**Required action**
Every record that follows needs to be written out again, exactly.

......

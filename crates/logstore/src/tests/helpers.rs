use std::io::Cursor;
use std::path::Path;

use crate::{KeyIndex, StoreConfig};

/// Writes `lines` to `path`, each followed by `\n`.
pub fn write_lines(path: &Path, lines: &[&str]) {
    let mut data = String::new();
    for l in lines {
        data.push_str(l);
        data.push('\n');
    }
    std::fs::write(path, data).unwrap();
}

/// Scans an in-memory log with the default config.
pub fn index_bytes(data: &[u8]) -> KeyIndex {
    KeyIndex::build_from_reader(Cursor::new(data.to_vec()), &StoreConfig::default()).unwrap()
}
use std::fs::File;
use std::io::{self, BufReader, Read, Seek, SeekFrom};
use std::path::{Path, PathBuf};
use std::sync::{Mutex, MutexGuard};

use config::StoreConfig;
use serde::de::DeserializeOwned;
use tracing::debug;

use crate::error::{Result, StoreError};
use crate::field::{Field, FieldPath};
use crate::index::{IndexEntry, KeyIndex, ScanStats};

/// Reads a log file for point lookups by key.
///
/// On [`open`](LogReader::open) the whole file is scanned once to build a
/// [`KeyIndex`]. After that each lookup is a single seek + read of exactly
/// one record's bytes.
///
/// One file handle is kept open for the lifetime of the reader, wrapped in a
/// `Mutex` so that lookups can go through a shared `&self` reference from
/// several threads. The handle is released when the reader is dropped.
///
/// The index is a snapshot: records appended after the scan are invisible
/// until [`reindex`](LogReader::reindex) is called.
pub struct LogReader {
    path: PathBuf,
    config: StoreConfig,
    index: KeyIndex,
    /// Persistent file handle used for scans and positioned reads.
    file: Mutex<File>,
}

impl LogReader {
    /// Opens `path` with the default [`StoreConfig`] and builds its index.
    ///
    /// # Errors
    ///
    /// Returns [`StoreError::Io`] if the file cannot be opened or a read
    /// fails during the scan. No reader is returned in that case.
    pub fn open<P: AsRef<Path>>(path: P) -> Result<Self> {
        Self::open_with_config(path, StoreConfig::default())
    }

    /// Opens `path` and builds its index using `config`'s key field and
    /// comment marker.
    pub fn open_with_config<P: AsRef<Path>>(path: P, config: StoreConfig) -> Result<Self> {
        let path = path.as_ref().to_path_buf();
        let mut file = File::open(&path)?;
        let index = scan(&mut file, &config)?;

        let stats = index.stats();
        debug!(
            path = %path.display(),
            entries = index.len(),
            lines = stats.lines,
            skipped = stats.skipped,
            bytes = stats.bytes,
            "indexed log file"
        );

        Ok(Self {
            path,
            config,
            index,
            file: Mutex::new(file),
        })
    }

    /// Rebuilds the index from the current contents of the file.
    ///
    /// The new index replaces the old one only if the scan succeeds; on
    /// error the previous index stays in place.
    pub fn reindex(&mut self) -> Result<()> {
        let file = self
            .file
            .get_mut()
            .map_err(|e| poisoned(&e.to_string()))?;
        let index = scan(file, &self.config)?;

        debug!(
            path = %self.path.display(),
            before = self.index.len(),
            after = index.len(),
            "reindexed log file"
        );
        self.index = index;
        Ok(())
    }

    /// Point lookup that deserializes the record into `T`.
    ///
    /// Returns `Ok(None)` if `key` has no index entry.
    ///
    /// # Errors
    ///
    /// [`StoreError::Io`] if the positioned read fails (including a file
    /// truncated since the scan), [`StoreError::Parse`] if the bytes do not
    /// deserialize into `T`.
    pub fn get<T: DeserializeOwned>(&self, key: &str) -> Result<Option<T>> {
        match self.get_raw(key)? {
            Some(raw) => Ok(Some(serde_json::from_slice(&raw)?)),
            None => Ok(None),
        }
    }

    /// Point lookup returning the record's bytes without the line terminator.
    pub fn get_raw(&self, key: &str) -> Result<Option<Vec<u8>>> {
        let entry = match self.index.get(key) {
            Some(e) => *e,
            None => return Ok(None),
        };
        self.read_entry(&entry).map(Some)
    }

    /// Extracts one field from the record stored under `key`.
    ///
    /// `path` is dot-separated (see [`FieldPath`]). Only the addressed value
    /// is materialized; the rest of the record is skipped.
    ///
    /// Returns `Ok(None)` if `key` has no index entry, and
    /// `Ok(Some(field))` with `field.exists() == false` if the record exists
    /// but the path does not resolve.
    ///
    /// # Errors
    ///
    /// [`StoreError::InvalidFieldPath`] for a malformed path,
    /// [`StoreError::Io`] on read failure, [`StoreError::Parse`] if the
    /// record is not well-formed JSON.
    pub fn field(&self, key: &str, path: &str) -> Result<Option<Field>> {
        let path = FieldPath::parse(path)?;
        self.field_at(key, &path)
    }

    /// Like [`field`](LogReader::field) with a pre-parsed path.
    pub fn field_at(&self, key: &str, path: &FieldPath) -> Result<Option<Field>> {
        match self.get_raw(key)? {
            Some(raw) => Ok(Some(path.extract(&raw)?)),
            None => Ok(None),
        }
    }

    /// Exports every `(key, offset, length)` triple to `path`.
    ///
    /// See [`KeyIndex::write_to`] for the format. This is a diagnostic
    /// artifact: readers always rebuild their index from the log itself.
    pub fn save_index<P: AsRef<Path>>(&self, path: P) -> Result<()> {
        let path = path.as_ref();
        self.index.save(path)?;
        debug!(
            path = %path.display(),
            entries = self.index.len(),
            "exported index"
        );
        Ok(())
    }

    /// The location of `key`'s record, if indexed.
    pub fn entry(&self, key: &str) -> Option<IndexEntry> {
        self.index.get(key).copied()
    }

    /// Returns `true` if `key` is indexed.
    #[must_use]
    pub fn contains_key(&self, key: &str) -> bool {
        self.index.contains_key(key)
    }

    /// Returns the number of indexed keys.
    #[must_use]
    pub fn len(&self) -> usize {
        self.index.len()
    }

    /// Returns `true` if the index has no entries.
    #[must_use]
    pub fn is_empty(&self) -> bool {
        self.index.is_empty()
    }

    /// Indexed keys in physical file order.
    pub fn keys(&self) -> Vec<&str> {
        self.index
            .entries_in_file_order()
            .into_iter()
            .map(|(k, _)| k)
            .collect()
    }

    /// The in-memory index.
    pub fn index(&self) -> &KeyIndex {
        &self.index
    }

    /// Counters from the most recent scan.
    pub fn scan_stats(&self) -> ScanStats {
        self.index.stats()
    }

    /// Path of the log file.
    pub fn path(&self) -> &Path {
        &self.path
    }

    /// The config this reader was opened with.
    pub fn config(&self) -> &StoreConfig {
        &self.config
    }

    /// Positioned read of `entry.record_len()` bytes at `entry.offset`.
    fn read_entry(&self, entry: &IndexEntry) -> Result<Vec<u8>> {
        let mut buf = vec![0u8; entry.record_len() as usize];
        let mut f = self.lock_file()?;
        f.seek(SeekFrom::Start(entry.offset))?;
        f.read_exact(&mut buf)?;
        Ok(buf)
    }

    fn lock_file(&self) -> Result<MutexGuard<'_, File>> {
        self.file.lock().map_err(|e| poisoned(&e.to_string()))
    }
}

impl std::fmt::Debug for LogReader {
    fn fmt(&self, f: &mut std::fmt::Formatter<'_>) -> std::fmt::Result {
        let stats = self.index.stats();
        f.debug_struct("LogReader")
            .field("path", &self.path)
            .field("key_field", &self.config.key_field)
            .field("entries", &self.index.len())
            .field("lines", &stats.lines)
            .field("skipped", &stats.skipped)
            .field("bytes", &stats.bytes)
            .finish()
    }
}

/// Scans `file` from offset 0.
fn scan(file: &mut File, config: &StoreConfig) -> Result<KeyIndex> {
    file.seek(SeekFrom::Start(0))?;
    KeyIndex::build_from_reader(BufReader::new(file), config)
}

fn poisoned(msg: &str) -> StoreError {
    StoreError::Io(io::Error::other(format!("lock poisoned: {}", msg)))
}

......

**Answer section**
filename crates/logstore/src/tests/helpers.rs
use std::io::Cursor;
use std::path::Path;

use crate::{KeyIndex, StoreConfig};

/// Writes `lines` to `path`, each followed by `\n`.
pub fn write_lines(path: &Path, lines: &[&str]) {
    let mut data = String::new();
    for l in lines {
        data.push_str(l);
        data.push('\n');
    }
    std::fs::write(path, data).unwrap();
}

/// Scans an in-memory log with the default config.
pub fn index_bytes(data: &[u8]) -> KeyIndex {
    KeyIndex::build_from_reader(Cursor::new(data.to_vec()), &StoreConfig::default()).unwrap()
}
use std::fs::File;
use std::io::{self, BufReader, Read, Seek, SeekFrom};
use std::path::{Path, PathBuf};
use std::sync::{Mutex, MutexGuard};

use config::StoreConfig;
use serde::de::DeserializeOwned;
use tracing::debug;

use crate::error::{Result, StoreError};
use crate::field::{Field, FieldPath};
use crate::index::{IndexEntry, KeyIndex, ScanStats};

/// Reads a log file for point lookups by key.
///
/// On [`open`](LogReader::open) the whole file is scanned once to build a
/// [`KeyIndex`]. After that each lookup is a single seek + read of exactly
/// one record's bytes.
///
/// One file handle is kept open for the lifetime of the reader, wrapped in a
/// `Mutex` so that lookups can go through a shared `&self` reference from
/// several threads. The handle is released when the reader is dropped.
///
/// The index is a snapshot: records appended after the scan are invisible
/// until [`reindex`](LogReader::reindex) is called.
pub struct LogReader {
    path: PathBuf,
    config: StoreConfig,
    index: KeyIndex,
    /// Persistent file handle used for scans and positioned reads.
    file: Mutex<File>,
}

impl LogReader {
    /// Opens `path` with the default [`StoreConfig`] and builds its index.
    ///
    /// # Errors
    ///
    /// Returns [`StoreError::Io`] if the file cannot be opened or a read
    /// fails during the scan. No reader is returned in that case.
    pub fn open<P: AsRef<Path>>(path: P) -> Result<Self> {
        Self::open_with_config(path, StoreConfig::default())
    }

    /// Opens `path` and builds its index using `config`'s key field and
    /// comment marker.
    pub fn open_with_config<P: AsRef<Path>>(path: P, config: StoreConfig) -> Result<Self> {
        let path = path.as_ref().to_path_buf();
        let mut file = File::open(&path)?;
        let index = scan(&mut file, &config)?;

        let stats = index.stats();
        debug!(
            path = %path.display(),
            entries = index.len(),
            lines = stats.lines,
            skipped = stats.skipped,
            bytes = stats.bytes,
            "indexed log file"
        );

        Ok(Self {
            path,
            config,
            index,
            file: Mutex::new(file),
        })
    }

    /// Rebuilds the index from the current contents of the file.
    ///
    /// The new index replaces the old one only if the scan succeeds; on
    /// error the previous index stays in place.
    pub fn reindex(&mut self) -> Result<()> {
        let file = self
            .file
            .get_mut()
            .map_err(|e| poisoned(&e.to_string()))?;
        let index = scan(file, &self.config)?;

        debug!(
            path = %self.path.display(),
            before = self.index.len(),
            after = index.len(),
            "reindexed log file"
        );
        self.index = index;
        Ok(())
    }

    /// Point lookup that deserializes the record into `T`.
    ///
    /// Returns `Ok(None)` if `key` has no index entry.
    ///
    /// # Errors
    ///
    /// [`StoreError::Io`] if the positioned read fails (including a file
    /// truncated since the scan), [`StoreError::Parse`] if the bytes do not
    /// deserialize into `T`.
    pub fn get<T: DeserializeOwned>(&self, key: &str) -> Result<Option<T>> {
        match self.get_raw(key)? {
            Some(raw) => Ok(Some(serde_json::from_slice(&raw)?)),
            None => Ok(None),
        }
    }

    /// Point lookup returning the record's bytes without the line terminator.
    pub fn get_raw(&self, key: &str) -> Result<Option<Vec<u8>>> {
        let entry = match self.index.get(key) {
            Some(e) => *e,
            None => return Ok(None),
        };
        self.read_entry(&entry).map(Some)
    }

    /// Extracts one field from the record stored under `key`.
    ///
    /// `path` is dot-separated (see [`FieldPath`]). Only the addressed value
    /// is materialized; the rest of the record is skipped.
    ///
    /// Returns `Ok(None)` if `key` has no index entry, and
    /// `Ok(Some(field))` with `field.exists() == false` if the record exists
    /// but the path does not resolve.
    ///
    /// # Errors
    ///
    /// [`StoreError::InvalidFieldPath`] for a malformed path,
    /// [`StoreError::Io`] on read failure, [`StoreError::Parse`] if the
    /// record is not well-formed JSON.
    pub fn field(&self, key: &str, path: &str) -> Result<Option<Field>> {
        let path = FieldPath::parse(path)?;
        self.field_at(key, &path)
    }

    /// Like [`field`](LogReader::field) with a pre-parsed path.
    pub fn field_at(&self, key: &str, path: &FieldPath) -> Result<Option<Field>> {
        match self.get_raw(key)? {
            Some(raw) => Ok(Some(path.extract(&raw)?)),
            None => Ok(None),
        }
    }

    /// Exports every `(key, offset, length)` triple to `path`.
    ///
    /// See [`KeyIndex::write_to`] for the format. This is a diagnostic
    /// artifact: readers always rebuild their index from the log itself.
    pub fn save_index<P: AsRef<Path>>(&self, path: P) -> Result<()> {
        let path = path.as_ref();
        self.index.save(path)?;
        debug!(
            path = %path.display(),
            entries = self.index.len(),
            "exported index"
        );
        Ok(())
    }

    /// The location of `key`'s record, if indexed.
    pub fn entry(&self, key: &str) -> Option<IndexEntry> {
        self.index.get(key).copied()
    }

    /// Returns `true` if `key` is indexed.
    #[must_use]
    pub fn contains_key(&self, key: &str) -> bool {
        self.index.contains_key(key)
    }

    /// Returns the number of indexed keys.
    #[must_use]
    pub fn len(&self) -> usize {
        self.index.len()
    }

    /// Returns `true` if the index has no entries.
    #[must_use]
    pub fn is_empty(&self) -> bool {
        self.index.is_empty()
    }

    /// Indexed keys in physical file order.
    pub fn keys(&self) -> Vec<&str> {
        self.index
            .entries_in_file_order()
            .into_iter()
            .map(|(k, _)| k)
            .collect()
    }

    /// The in-memory index.
    pub fn index(&self) -> &KeyIndex {
        &self.index
    }

    /// Counters from the most recent scan.
    pub fn scan_stats(&self) -> ScanStats {
        self.index.stats()
    }

    /// Path of the log file.
    pub fn path(&self) -> &Path {
        &self.path
    }

    /// The config this reader was opened with.
    pub fn config(&self) -> &StoreConfig {
        &self.config
    }

    /// Positioned read of `entry.record_len()` bytes at `entry.offset`.
    fn read_entry(&self, entry: &IndexEntry) -> Result<Vec<u8>> {
        let mut buf = vec![0u8; entry.record_len() as usize];
        let mut f = self.lock_file()?;
        f.seek(SeekFrom::Start(entry.offset))?;
        f.read_exact(&mut buf)?;
        Ok(buf)
    }

    fn lock_file(&self) -> Result<MutexGuard<'_, File>> {
        self.file.lock().map_err(|e| poisoned(&e.to_string()))
    }
}

impl std::fmt::Debug for LogReader {
    fn fmt(&self, f: &mut std::fmt::Formatter<'_>) -> std::fmt::Result {
        let stats = self.index.stats();
        f.debug_struct("LogReader")
            .field("path", &self.path)
            .field("key_field", &self.config.key_field)
            .field("entries", &self.index.len())
            .field("lines", &stats.lines)
            .field("skipped", &stats.skipped)
            .field("bytes", &stats.bytes)
            .finish()
    }
}

/// Scans `file` from offset 0.
fn scan(file: &mut File, config: &StoreConfig) -> Result<KeyIndex> {
    file.seek(SeekFrom::Start(0))?;
    KeyIndex::build_from_reader(BufReader::new(file), config)
}

fn poisoned(msg: &str) -> StoreError {
    StoreError::Io(io::Error::other(format!("lock poisoned: {}", msg)))
}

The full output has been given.